The Christmas season is renowned for its traditions, from lighted trees to gorgeous holiday wreaths and poinsettias, to holly, ivy, and mistletoe…oh my! But how did mistletoe transform from a “cure all” plant to an object under which couples kiss at Christmas?
What is Mistletoe?
Nat King Cole sang about it: “Everybody knows a turkey and some mistletoe help to make the season bright.”
Washington Irving wrote about it: “The Yule-clog and Christmas candle were regularly burnt, and the mistletoe with its white berries hung up, to the imminent peril of all the pretty housemaids.”
Mistletoe is an evergreen plant that is characterized by its leathery leaves and red or white berries. There are over 1,300 species worldwide, with more than 30 in the continental US. This hemi-parasitic (partially parasitic) plant grows attached to or within the branches of a tree or shrub, mainly willow, apple, and conifer trees, taking nutrients and water from its host. Despite its parasitic nature, mistletoe is great for creating biodiversity. It serves as food for many animals, a source of pollen for bees, and a place for butterflies to nest.

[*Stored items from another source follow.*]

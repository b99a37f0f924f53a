// Copyright (c) 2025 Steve Wagner (ciroque@live.com)
// SPDX-License-Identifier: MIT

use crate::data::Record;
use crate::graph::DevicePreference;

/// Errors raised from user code are boxed rather than threaded through a
/// crate-specific type, since the engine cannot know what error types a
/// concrete producer/processor/consumer implementation wants to raise.
pub type NodeError = Box<dyn std::error::Error + Send + Sync>;

/// Lifecycle hooks shared by every node kind (§6). Both are optional; the
/// default no-op implementations match the common case of a node with no
/// resources to acquire.
pub trait Lifecycle: Send {
    /// Called by the owning worker before the first call to
    /// `next`/`process`/`consume`. Use this to open files, connections,
    /// or other resources that live for the life of the task.
    fn open(&mut self) -> Result<(), NodeError> {
        Ok(())
    }

    /// Called by the owning worker after the loop terminates (natural
    /// end-of-stream or external stop). Use this to release whatever `open`
    /// acquired.
    fn close(&mut self) -> Result<(), NodeError> {
        Ok(())
    }
}

/// A source node: produces records, has no parents.
pub trait Producer: Lifecycle {
    /// Returns the next produced record, or `Ok(None)` to signal
    /// end-of-stream. An `Err` is fatal to this worker (§7): the worker logs
    /// it, publishes no record, and propagates the sentinel as though
    /// end-of-stream had been reached naturally.
    fn next(&mut self) -> Result<Option<Record>, NodeError>;
}

/// A transform node: consumes the outputs of its declared parents (in
/// parent-declaration order) and produces one output record.
///
/// `process` takes `&self`, not `&mut self`: a processor's task loop may run
/// concurrently across replicas (§4.5), so any node-local mutable state must
/// be interior-mutable and safe to share behind `Arc` (hence `Send + Sync`).
/// A processor that must not be shared this way declares itself
/// single-replica via `NodeKind::single_replica_processor`, which pins its
/// replica count to 1 — it still runs behind a shared reference, but the
/// planner guarantees only one task ever calls it.
pub trait Processor: Send + Sync {
    fn process(&self, inputs: Vec<Record>) -> Result<Record, NodeError>;

    /// Hook invoked by the engine when a GPU-preferring processor is demoted
    /// to CPU during device placement (§4.6). Default no-op: most processors
    /// have nothing device-specific to reconfigure.
    fn change_device(&self, _device: DevicePreference) {}

    fn open(&self) -> Result<(), NodeError> {
        Ok(())
    }

    fn close(&self) -> Result<(), NodeError> {
        Ok(())
    }
}

/// A sink node: consumes the outputs of its declared parents, produces
/// nothing.
pub trait Consumer: Lifecycle {
    fn consume(&mut self, inputs: Vec<Record>) -> Result<(), NodeError>;
}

From Sacred Healing Herb to Holiday Decor
Mistletoe has a long, widespread history throughout the world:
- It was once prized by Greeks and Romans for its healing properties, who used it to cure all manners of illnesses.
- While the story varies, in some Nordic mythology, it is said that the goddess Frigga’s tears turned into the white berries that grow on mistletoe, while others say she revived her son Baldur beneath a mistletoe tree. Either way, the myth implies that whoever stood beneath mistletoe deserved protection and a kiss.

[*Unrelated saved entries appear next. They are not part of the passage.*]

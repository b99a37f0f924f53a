// Copyright (c) 2025 Steve Wagner (ciroque@live.com)
// SPDX-License-Identifier: MIT

use std::collections::HashMap;

use crate::errors::ConstructionError;

use super::dag::Graph;
use super::NodeId;

#[derive(Clone, Copy, PartialEq, Eq)]
enum Color {
    White,
    Grey,
    Black,
}

/// The result of validating a graph: a deterministic topological order with
/// producers at the front (Q1).
#[derive(Debug, Clone)]
pub struct PlanOrder(pub Vec<NodeId>);

impl PlanOrder {
    pub fn as_slice(&self) -> &[NodeId] {
        &self.0
    }

    pub fn len(&self) -> usize {
        self.0.len()
    }

    pub fn is_empty(&self) -> bool {
        self.0.is_empty()
    }
}

/// Validates a single-producer graph and returns its topological order.
///
/// Ports the DFS white/grey/black colouring of the system this engine
/// generalizes from: a grey-to-grey edge is a cycle, order is emitted on the
/// black transition and then reversed, and ties are broken by insertion
/// order (the order nodes were first visited), matching §4.1.
pub fn topological_sort(
    graph: &Graph,
    producer: NodeId,
    consumers: &[NodeId],
) -> Result<PlanOrder, ConstructionError> {
    let mut colors: HashMap<NodeId, Color> = HashMap::new();
    let mut stack = Vec::new();

    visit(graph, producer, &mut colors, &mut stack)?;
    stack.reverse();

    for &consumer in consumers {
        if !stack.contains(&consumer) {
            return Err(ConstructionError::UnreachableConsumer(consumer));
        }
    }

    Ok(PlanOrder(stack))
}

fn visit(
    graph: &Graph,
    node: NodeId,
    colors: &mut HashMap<NodeId, Color>,
    stack: &mut Vec<NodeId>,
) -> Result<(), ConstructionError> {
    colors.insert(node, Color::Grey);

    for &child in graph.node(node).children() {
        match colors.get(&child).copied().unwrap_or(Color::White) {
            Color::White => visit(graph, child, colors, stack)?,
            Color::Grey => return Err(ConstructionError::CyclicGraph(child)),
            Color::Black => {}
        }
    }

    colors.insert(node, Color::Black);
    stack.push(node);
    Ok(())
}

#[cfg(test)]
mod tests {
    use super::*;
    use crate::graph::{DevicePreference, NodeKind};

    fn chain() -> (Graph, NodeId, NodeId) {
        let mut g = Graph::new();
        let p = g.add_node(Some("p".into()), NodeKind::Producer);
        let a = g.add_node(Some("a".into()), NodeKind::processor(1, DevicePreference::Cpu));
        let c = g.add_node(Some("c".into()), NodeKind::consumer());
        g.wire(a, &[p]).unwrap();
        g.wire(c, &[a]).unwrap();
        (g, p, c)
    }

    #[test]
    fn linear_order_respects_edges() {
        let (g, p, c) = chain();
        let order = topological_sort(&g, p, &[c]).unwrap();
        assert_eq!(order.len(), 3);
        let pos = |id: NodeId| order.0.iter().position(|&x| x == id).unwrap();
        assert!(pos(p) < pos(c));
    }

    #[test]
    fn cycle_is_rejected() {
        let mut g = Graph::new();
        let p = g.add_node(None, NodeKind::Producer);
        let a = g.add_node(None, NodeKind::processor(1, DevicePreference::Cpu));
        let b = g.add_node(None, NodeKind::processor(1, DevicePreference::Cpu));
        g.wire(a, &[p]).unwrap();
        g.wire(b, &[a]).unwrap();
        // Manually force a cycle b -> a, bypassing the public wiring API,
        // to exercise the cycle-detection path in isolation.
        g.add_child(b, a);

        let err = topological_sort(&g, p, &[]).unwrap_err();
        assert!(matches!(err, ConstructionError::CyclicGraph(_)));
    }

    #[test]
    fn unreachable_consumer_is_rejected() {
        let (g, p, _c) = chain();
        let mut g2 = g;
        let stray = g2.add_node(None, NodeKind::consumer());
        let err = topological_sort(&g2, p, &[stray]).unwrap_err();
        assert_eq!(err, ConstructionError::UnreachableConsumer(stray));
    }
}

- In the Middle Ages mistletoe was hung from the ceiling to ward off evil spirits.
- It has become a symbol of life, luck, and fertility.

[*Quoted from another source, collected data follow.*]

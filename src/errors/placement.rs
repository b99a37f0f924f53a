// Copyright (c) 2025 Steve Wagner (ciroque@live.com)
// SPDX-License-Identifier: MIT

use crate::graph::NodeId;
use thiserror::Error;

/// Fatal errors raised while assigning devices to processors during `run`.
#[derive(Error, Debug, Clone, PartialEq, Eq)]
pub enum PlacementError {
    /// A processor that requires a GPU could not be placed: no accelerator
    /// was free and the processor does not tolerate CPU fallback (§4.6).
    #[error("node {0} requires a GPU but none is available and it does not tolerate CPU fallback")]
    NoGpuAvailable(NodeId),
}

But mistletoe is most commonly remembered as a plant to kiss under. This romantic connotation is believed to have developed during the 1st Century A.D. with the Celtic Druids, although it did not become part of the Christian celebration until 18th Century England.
Meet Me Under The Mistletoe
Traditionally, men are allowed to steal a kiss from any woman caught under it. (It’s bad luck to say no!) For each kiss, a single berry was plucked from the sprig. Once there were no more berries, there was no more kissing!
Mistletoe has a fun, playful history and because this evergreen plant grows even in frozen winter, it’s a beautiful green display to complete any home’s decor!